■ ASSIGNED TASK
Find the line in the entries below that contains "use std::env;". Repeat it exactly, and every line after it through the line that contains "#[derive(Debug, Clone, Serialize, Deserialize)]".

■ DATA SHOWN
"""

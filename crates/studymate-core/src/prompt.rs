//! Prompt texts used to seed and steer a conversation.

use crate::subject::Subject;
use serde::{Deserialize, Serialize};

const SUBJECT_PLACEHOLDER: &str = "{subject}";

/// The set of prompts a conversation is seeded with.
///
/// Loaded from the `[prompts]` table of `config.toml`; every field falls back
/// to the built-in text when omitted.
#[derive(Debug, Clone, PartialEq, Eq, Serialize, Deserialize)]
#[serde(default)]
pub struct PromptBook {
    /// System prompt when no subject applies.
    pub default_system: String,
    /// System prompt for a named subject; `{subject}` is replaced by its label.
    pub subject_system: String,
    /// System prompt for the translate flow.
    pub translate_system: String,
    /// First visible assistant message; `{subject}` is replaced by the label.
    pub welcome: String,
    /// Welcome message when no subject applies.
    pub default_welcome: String,
    /// Hidden prompt sent when the user asks for a deeper explanation.
    pub explain_further: String,
}

impl Default for PromptBook {
    fn default() -> Self {
        Self {
            default_system: "You are a patient homework tutor. Explain step by step, check the \
                             student's reasoning, and write every formula in LaTeX wrapped in \
                             \\( \\) for inline math or \\[ \\] for display math."
                .to_string(),
            subject_system: "You are a patient {subject} tutor. Stay on {subject} unless the \
                             student asks otherwise. Explain step by step and write every \
                             formula in LaTeX wrapped in \\( \\) for inline math or \\[ \\] for \
                             display math."
                .to_string(),
            translate_system: "You are a translator. Reply with the translation only, keeping \
                               formulas and numbers unchanged."
                .to_string(),
            welcome: "Hi! I'm your {subject} helper. Send me a question or a photo of the task."
                .to_string(),
            default_welcome: "Hi! Send me any homework question or a photo of the task."
                .to_string(),
            explain_further: "Explain your previous answer in more detail, one step at a time, \
                              as if to a student seeing it for the first time."
                .to_string(),
        }
    }
}

impl PromptBook {
    /// System prompt for a conversation about `subject`.
    pub fn system_prompt(&self, subject: Option<&Subject>) -> String {
        match subject {
            Some(Subject::Topic(label)) => self.subject_system.replace(SUBJECT_PLACEHOLDER, label),
            Some(Subject::Translate) => self.translate_system.clone(),
            Some(Subject::OpenTopic) | None => self.default_system.clone(),
        }
    }

    /// Visible welcome message for a conversation about `subject`.
    pub fn welcome_message(&self, subject: Option<&Subject>) -> String {
        match subject {
            Some(subject @ Subject::Topic(_)) | Some(subject @ Subject::Translate) => {
                self.welcome.replace(SUBJECT_PLACEHOLDER, subject.label())
            }
            Some(Subject::OpenTopic) | None => self.default_welcome.clone(),
        }
    }

    /// User-side prompt asking to translate `text` between two languages.
    pub fn translate_request(&self, text: &str, from: &str, to: &str) -> String {
        format!("Translate the following text from {from} to {to}:\n\n{text}")
    }
}
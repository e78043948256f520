use serde::{Deserialize, Serialize};
use std::env;
use std::path::PathBuf;
use tracing::{debug, warn};

use crate::error::{Result, VibecheckError};
use crate::lexicon::Lexicons;
use crate::scoring::{CalibrationConfig, MoodWeights, ScoreWeights};

#[derive(Debug, Clone, Serialize, Deserialize)]
#[serde(default)]
pub struct TimingConfig {
    /// Preceding populated days used for the cadence baseline.
    pub cadence_days: usize,
    /// Preceding populated days used for the mood baseline.
    pub baseline_days: usize,
    pub trend_days: usize,
    pub top_hours: usize,
    pub saturation_penalty: f64,
}

impl Default for TimingConfig {
    fn default() -> Self {
        Self {
            cadence_days: 7,
            baseline_days: 7,
            trend_days: 30,
            top_hours: 3,
            saturation_penalty: 0.4,
        }
    }
}

#[derive(Debug, Clone, Default, Serialize, Deserialize)]
#[serde(default)]
pub struct VibecheckConfig {
    pub weights: ScoreWeights,
    pub calibration: CalibrationConfig,
    pub mood: MoodWeights,
    pub timing: TimingConfig,
    pub lexicon: Lexicons,
}

impl VibecheckConfig {
    /// Loads the config file if one exists, then applies environment overrides.
    pub fn load(path: Option<PathBuf>) -> Result<(Self, Option<PathBuf>)> {
        let config_path = path.or_else(default_config_path);
        let mut config = match config_path.as_ref() {
            Some(path) if path.exists() => {
                let contents =
                    std::fs::read_to_string(path).map_err(|source| VibecheckError::Io {
                        path: path.clone(),
                        source,
                    })?;
                debug!(path = %path.display(), "loaded config");
                Self::from_toml(&contents)?
            }
            _ => VibecheckConfig::default(),
        };

        config.apply_env_overrides();
        Ok((config, config_path))
    }

    pub fn from_toml(contents: &str) -> Result<Self> {
        Ok(toml::from_str(contents)?)
    }

    pub fn to_toml(&self) -> std::result::Result<String, toml::ser::Error> {
        toml::to_string_pretty(self)
    }

    fn apply_env_overrides(&mut self) {
        override_usize("VIBECHECK_CADENCE_DAYS", &mut self.timing.cadence_days);
        override_usize("VIBECHECK_BASELINE_DAYS", &mut self.timing.baseline_days);
        override_usize("VIBECHECK_TREND_DAYS", &mut self.timing.trend_days);
        override_usize("VIBECHECK_TOP_HOURS", &mut self.timing.top_hours);
    }
}

fn override_usize(key: &str, target: &mut usize) {
    let Ok(value) = env::var(key) else {
        return;
    };
    if value.trim().is_empty() {
        return;
    }
    match value.trim().parse::<usize>() {
        Ok(parsed) => *target = parsed,
        Err(_) => warn!(key, value = value.as_str(), "ignoring non-numeric override"),
    }
}

fn default_config_path() -> Option<PathBuf> {
    env::var("VIBECHECK_CONFIG_PATH")
        .ok()
        .filter(|value| !value.trim().is_empty())
        .map(PathBuf::from)
        .or_else(|| Some(PathBuf::from("config/vibecheck.toml")))
}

"""

■ YOUR RESPONSE
use std::env;
use std::path::PathBuf;
use tracing::{debug, warn};

use crate::error::{Result, VibecheckError};
use crate::lexicon::Lexicons;
use crate::scoring::{CalibrationConfig, MoodWeights, ScoreWeights};

#[derive(Debug, Clone, Serialize, Deserialize)]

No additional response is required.